Le Tribunal cantonal rejette le recours du chanvrier valaisan

Bernard Rappaz s’est vu refuser son recours par le Tribunal cantonal valaisan. Le chanvrier avait contesté la décision d’Eshter Waeber-Kalbermatten de lui refuser une nouvelle interruption de peine.

Le Tribunal cantonal (TC) s’aligne sur l’arrêt rendu fin août par le Tribunal fédéral. Il indique jeudi dans un communiqué qu’il est juridiquement possible d’obliger les médecins à alimenter de force Bernard Rappaz.

En conséquence, le TC maintient l’obligation qu’il avait faite le 5 novembre dernier aux médecins des Hôpitaux universitaires genevois (HUG) de nourrir de force le chanvrier, sous peine de sanction.

Politiciens, médecins, spécialistes, ils sont au fil des jours plus nombreux à donner publiquement leur avis sur "l’affaire Rappaz". Certains demandent une interruption de peine ou une grâce pour éviter la mort du détenu valaisan en grève de la faim depuis 77 jours.

"(...) Il faut empêcher Rappaz de tuer Bernard, l’homme, l’agriculteur, le père", lance Gabriel Bender jeudi dans les colonnes du journal "Le Temps".

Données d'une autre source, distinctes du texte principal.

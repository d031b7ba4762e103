use parking_lot::{Mutex, RwLock};
use std::collections::HashMap;
use std::net::{IpAddr, SocketAddr};
use std::sync::Arc;

/// Key of a TCP pseudo-connection: destination IP and port.
#[derive(Debug, Clone, Copy, PartialEq, Eq, Hash)]
pub struct FlowKey {
    pub ip: IpAddr,
    pub port: u16,
}

impl From<SocketAddr> for FlowKey {
    fn from(addr: SocketAddr) -> Self {
        Self {
            ip: addr.ip(),
            port: addr.port(),
        }
    }
}

/// Per-flow TCP pseudo-connection state.
///
/// A random ISN is assigned on the first send; `seq_initialized` tracks
/// that separately so a sequence space that wraps to exactly 0 continues
/// from 0. The remote fields feed the ACK and TSecr computation of
/// outbound segments.
#[derive(Debug, Default)]
pub struct FlowState {
    pub next_seq: u32,
    pub seq_initialized: bool,
    pub last_remote_seq: u32,
    pub last_remote_inc: u32,
    pub last_remote_seen: bool,
    pub last_remote_tsval: u32,
}

impl FlowState {
    /// ACK value for the next outbound segment: cumulative position past the
    /// last observed remote segment, or 0 before anything was seen.
    pub fn ack_value(&self) -> u32 {
        if self.last_remote_seen {
            self.last_remote_seq.wrapping_add(self.last_remote_inc)
        } else {
            0
        }
    }

    /// Claim the sequence number for an outbound segment and advance
    /// `next_seq` by the consumed sequence space.
    pub fn claim_seq(&mut self, payload_len: u32, seq_increment: u32) -> u32 {
        if !self.seq_initialized {
            self.next_seq = random_isn();
            self.seq_initialized = true;
        }
        let seq = self.next_seq;
        self.next_seq = seq.wrapping_add(payload_len).wrapping_add(seq_increment);
        seq
    }

    /// Record an observed remote segment.
    pub fn observe(&mut self, seq: u32, inc: u32, tsval: Option<u32>) {
        self.last_remote_seq = seq;
        self.last_remote_inc = inc;
        self.last_remote_seen = true;
        if let Some(ts) = tsval {
            self.last_remote_tsval = ts;
        }
    }
}

fn random_isn() -> u32 {
    rand::random()
}

/// Table of flow states keyed by destination endpoint.
///
/// The map is guarded by a reader/writer lock; each entry carries its own
/// mutex. Entries are created lazily on first send or first observation and
/// live for the remainder of the process.
#[derive(Debug, Default)]
pub struct FlowTable {
    flows: RwLock<HashMap<FlowKey, Arc<Mutex<FlowState>>>>,
}

impl FlowTable {
    pub fn new() -> Self {
        Self::default()
    }

    /// Fetch or lazily create the state of a flow. Lookup under the shared
    /// lock; insert re-checks under the exclusive lock.
    pub fn entry(&self, key: FlowKey) -> Arc<Mutex<FlowState>> {
        if let Some(state) = self.flows.read().get(&key) {
            return state.clone();
        }
        let mut flows = self.flows.write();
        flows
            .entry(key)
            .or_insert_with(|| Arc::new(Mutex::new(FlowState::default())))
            .clone()
    }

    /// Feed an observed inbound segment into the flow state of its source.
    pub fn observe(&self, src: SocketAddr, seq: u32, inc: u32, tsval: Option<u32>) {
        let state = self.entry(src.into());
        state.lock().observe(seq, inc, tsval);
    }

    pub fn len(&self) -> usize {
        self.flows.read().len()
    }

    pub fn is_empty(&self) -> bool {
        self.flows.read().is_empty()
    }
}

#[cfg(test)]
mod tests {
    use super::*;
    use std::net::Ipv4Addr;

    fn key() -> FlowKey {
        FlowKey {
            ip: IpAddr::V4(Ipv4Addr::new(10, 0, 0, 1)),
            port: 443,
        }
    }

    #[test]
    fn test_claim_seq_assigns_random_isn() {
        let mut state = FlowState::default();
        assert!(!state.seq_initialized);
        let seq = state.claim_seq(0, 1);
        assert!(state.seq_initialized);
        assert_eq!(state.next_seq, seq.wrapping_add(1));
    }

    #[test]
    fn test_sequence_advance_empty_then_payload() {
        // SYN with no payload consumes one; 100-byte PSH+ACK consumes 100.
        let mut state = FlowState::default();
        let seq0 = state.claim_seq(0, 1);
        assert_eq!(state.next_seq, seq0.wrapping_add(1));

        let seq1 = state.claim_seq(100, 0);
        assert_eq!(seq1, seq0.wrapping_add(1));
        assert_eq!(state.next_seq, seq0.wrapping_add(101));
    }

    #[test]
    fn test_ack_echo() {
        let mut state = FlowState::default();
        assert_eq!(state.ack_value(), 0);

        // Remote PSH|ACK, seq 1000, 50 bytes.
        state.observe(1000, 50, None);
        assert_eq!(state.ack_value(), 1050);

        // Remote SYN, seq 2000, no payload.
        state.observe(2000, 1, None);
        assert_eq!(state.ack_value(), 2001);
    }

    #[test]
    fn test_tsval_tracking() {
        let mut state = FlowState::default();
        state.observe(1, 1, Some(777));
        assert_eq!(state.last_remote_tsval, 777);
        // A segment without the option keeps the previous echo value.
        state.observe(2, 1, None);
        assert_eq!(state.last_remote_tsval, 777);
    }

    #[test]
    fn test_seq_wraps() {
        let mut state = FlowState {
            next_seq: u32::MAX,
            seq_initialized: true,
            ..Default::default()
        };
        let seq = state.claim_seq(10, 0);
        assert_eq!(seq, u32::MAX);
        assert_eq!(state.next_seq, 9);
    }

    #[test]
    fn test_seq_wrapped_to_zero_continues() {
        // A sequence space that lands on exactly 0 must not re-randomize.
        let mut state = FlowState {
            next_seq: u32::MAX,
            seq_initialized: true,
            ..Default::default()
        };
        let seq = state.claim_seq(0, 1);
        assert_eq!(seq, u32::MAX);
        assert_eq!(state.next_seq, 0);

        let seq = state.claim_seq(100, 0);
        assert_eq!(seq, 0);
        assert_eq!(state.next_seq, 100);
    }

    #[test]
    fn test_table_lazy_entries() {
        let table = FlowTable::new();
        assert!(table.is_empty());
        let a = table.entry(key());
        let b = table.entry(key());
        assert!(Arc::ptr_eq(&a, &b));
        assert_eq!(table.len(), 1);
    }

    #[test]
    fn test_table_observe_creates_flow() {
        let table = FlowTable::new();
        let src: SocketAddr = "10.0.0.2:5555".parse().unwrap();
        table.observe(src, 4000, 25, Some(12));
        let state = table.entry(src.into());
        let state = state.lock();
        assert_eq!(state.ack_value(), 4025);
        assert_eq!(state.last_remote_tsval, 12);
    }
}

Le médecin et conseiller national Jean-Charles Rielle (PS/GE) a poursuivi sa croisade en faveur de Bernard Rappaz dans les colonnes du dernier "Matin Dimanche" : "Nous devons nous battre pour qu’elle garde son papa", a-t-il souligné en parlant de l’adolescente qui rendait visite à son prisonnier de père.

Une catastrophe

Après M.Rielle, c’est l’ancienne politicienne Anne-Catherine Menétrey-Savary (Verts/VD) qui a adressé une lettre ouverte à la cheffe du département valaisan de la sécurité Esther Waeber-Kalbermatten pour demander une suspension de peine.

"Aujourd’hui, j’ai le sentiment que s’il (Bernard Rappaz) venait à mourir maintenant, ce serait une catastrophe pour tout le monde. Pour lui et ses proches, pour vous, pour la justice, et pour nous tous qui suivons de loin ce bras de fer insupportable", écrit Mme Menétrey-Savary.

Sur les ondes de la Radio Suisse romande, c’est l’ex-président du Parti socialiste suisse, Peter Bodenmann qui a demandé, lui aussi, une interruption de peine. "Il faut un peu de pragmatisme et un peu moins de rigueur", plaide le Haut-Valaisan.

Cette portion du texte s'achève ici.